# Your instructions
Down to the last character, transcribe every record.

# Given data
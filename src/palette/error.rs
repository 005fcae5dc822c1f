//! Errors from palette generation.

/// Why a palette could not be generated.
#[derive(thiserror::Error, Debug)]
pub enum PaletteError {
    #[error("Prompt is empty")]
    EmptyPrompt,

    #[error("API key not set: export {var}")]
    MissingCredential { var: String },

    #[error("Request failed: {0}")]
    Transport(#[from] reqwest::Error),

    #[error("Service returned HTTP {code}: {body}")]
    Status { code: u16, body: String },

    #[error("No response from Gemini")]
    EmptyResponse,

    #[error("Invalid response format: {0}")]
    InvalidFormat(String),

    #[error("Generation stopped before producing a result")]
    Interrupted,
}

# Worked solution
filename src/palette/error.rs
repository 005fcae5dc822c1f
//! Errors from palette generation.

/// Why a palette could not be generated.
#[derive(thiserror::Error, Debug)]
pub enum PaletteError {
    #[error("Prompt is empty")]
    EmptyPrompt,

    #[error("API key not set: export {var}")]
    MissingCredential { var: String },

    #[error("Request failed: {0}")]
    Transport(#[from] reqwest::Error),

    #[error("Service returned HTTP {code}: {body}")]
    Status { code: u16, body: String },

    #[error("No response from Gemini")]
    EmptyResponse,

    #[error("Invalid response format: {0}")]
    InvalidFormat(String),

    #[error("Generation stopped before producing a result")]
    Interrupted,
}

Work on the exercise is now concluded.